**Data**
:::

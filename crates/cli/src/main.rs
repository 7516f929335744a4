use clap::Parser;

#[tokio::main]
async fn main() {
    dotenvy::dotenv().ok();
    launchpad_cli::telemetry::init();
    if let Err(err) = launchpad_cli::run(launchpad_cli::args::Cli::parse()).await {
        eprintln!("Error: {:#}", err);
        std::process::exit(1);
    }
}
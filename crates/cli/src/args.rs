use std::path::PathBuf;

use alloy::primitives::Address;
use clap::{Parser, Subcommand};
use launchpad_sdk::{config::DEFAULT_MAX_LISTINGS, types::SaleIndex};

pub(crate) const DEFAULT_RPC_PROVIDER: &str = "http://127.0.0.1:8545";

#[derive(Parser, Debug)]
#[command(name = "launchpad-cli", version, about, long_about = None)]
pub struct Cli {
    #[command(subcommand)]
    pub command: Commands,

    /// RPC endpoint to connect to
    #[arg(long, global = true, env = "LAUNCHPAD_RPC", default_value_t = DEFAULT_RPC_PROVIDER.to_string())]
    pub rpc: String,

    /// RPC throttling (req/sec) [default: none]
    #[arg(long, global = true, env = "LAUNCHPAD_RPC_THROTTLE")]
    pub rpc_throttle: Option<u32>,

    /// Deployment config mapping chain IDs to factory addresses
    #[arg(long, global = true, env = "LAUNCHPAD_CONFIG", default_value = "config.json")]
    pub config: PathBuf,

    /// Image table matched to sales by creation index
    #[arg(long, global = true, env = "LAUNCHPAD_IMAGES", default_value = "images.json")]
    pub images: PathBuf,

    /// Maximum number of listings to show, newest first
    #[arg(long, global = true, env = "LAUNCHPAD_MAX_LISTINGS", default_value_t = DEFAULT_MAX_LISTINGS)]
    pub max_listings: usize,

    /// Connected account [default: none, listings are hidden until
    /// connected]
    #[arg(long, global = true, env = "LAUNCHPAD_ACCOUNT")]
    pub account: Option<Address>,
}

#[derive(Subcommand, Debug)]
pub enum Commands {
    /// Synchronize once and print the listings
    Listings,
    /// Keep re-synchronizing and redraw the listings until terminated by
    /// (Ctrl+C)
    Watch {
        /// Seconds between refreshes
        #[arg(long, default_value_t = 10)]
        interval: u64,

        /// Number of refreshes to run [default: unlimited]
        #[arg(long)]
        num_refreshes: Option<u64>,
    },
    /// Show the sale created at the given index
    Token {
        /// Creation index of the sale
        index: SaleIndex,
    },
}
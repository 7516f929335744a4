use alloy::primitives::{Address, U256};

use crate::abi::Factory::TokenSale;

/// Point-in-time snapshot of one sale as stored by the factory.
#[derive(Clone, PartialEq, Eq, derive_more::Debug)]
pub struct SaleRecord {
    /// Address of the launched token.
    pub token: Address,

    pub name: String,

    /// Account that created the sale.
    pub creator: Address,

    /// Amount of tokens sold so far (raw token units).
    #[debug("{sold}")]
    pub sold: U256,

    /// Amount of native currency raised so far (wei).
    #[debug("{raised}")]
    pub raised: U256,

    /// Whether the sale still accepts buys.
    pub is_open: bool,
}

impl From<TokenSale> for SaleRecord {
    fn from(sale: TokenSale) -> Self {
        Self {
            token: sale.token,
            name: sale.name,
            creator: sale.creator,
            sold: sale.sold,
            raised: sale.raised,
            is_open: sale.isOpen,
        }
    }
}

/// Sale record enriched with its locally resolved image, as consumed by
/// presentation.
#[derive(Clone, PartialEq, Eq, Debug)]
pub struct TokenView {
    index: super::SaleIndex,
    sale: SaleRecord,
    image: Option<String>,
}

impl TokenView {
    pub fn new(index: super::SaleIndex, sale: SaleRecord, image: Option<String>) -> Self {
        Self { index, sale, image }
    }

    /// Creation index the record was fetched at.
    pub fn index(&self) -> super::SaleIndex { self.index }

    pub fn sale(&self) -> &SaleRecord { &self.sale }

    /// Image reference paired with [`Self::index`] in the image table.
    pub fn image(&self) -> Option<&str> { self.image.as_deref() }

    pub fn token(&self) -> alloy::primitives::Address { self.sale.token }

    pub fn name(&self) -> &str { &self.sale.name }

    pub fn creator(&self) -> alloy::primitives::Address { self.sale.creator }

    pub fn sold(&self) -> U256 { self.sale.sold }

    pub fn raised(&self) -> U256 { self.sale.raised }

    pub fn is_open(&self) -> bool { self.sale.is_open }
}

#[cfg(feature = "display")]
impl tabled::Tabled for TokenView {
    const LENGTH: usize = 7;

    fn fields(&self) -> Vec<std::borrow::Cow<'_, str>> {
        use colored::Colorize;

        let ether = crate::num::Converter::ETHER;
        vec![
            self.index.to_string().into(),
            self.sale.name.clone().into(),
            self.sale.token.to_string().into(),
            self.sale.creator.to_string().into(),
            self.sale.sold.to_string().into(),
            ether.display(self.sale.raised).into(),
            if self.sale.is_open {
                "open".green().to_string().into()
            } else {
                "closed".red().to_string().into()
            },
        ]
    }

    fn headers() -> Vec<std::borrow::Cow<'static, str>> {
        vec![
            "#".into(),
            "Name".into(),
            "Token".into(),
            "Creator".into(),
            "Sold".into(),
            "Raised (ETH)".into(),
            "Status".into(),
        ]
    }
}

:::

**Instructions for the task**
From the data above, copy every line where "display" appears.

**Solution to this problem**
#[cfg(feature = "display")]
            ether.display(self.sale.raised).into(),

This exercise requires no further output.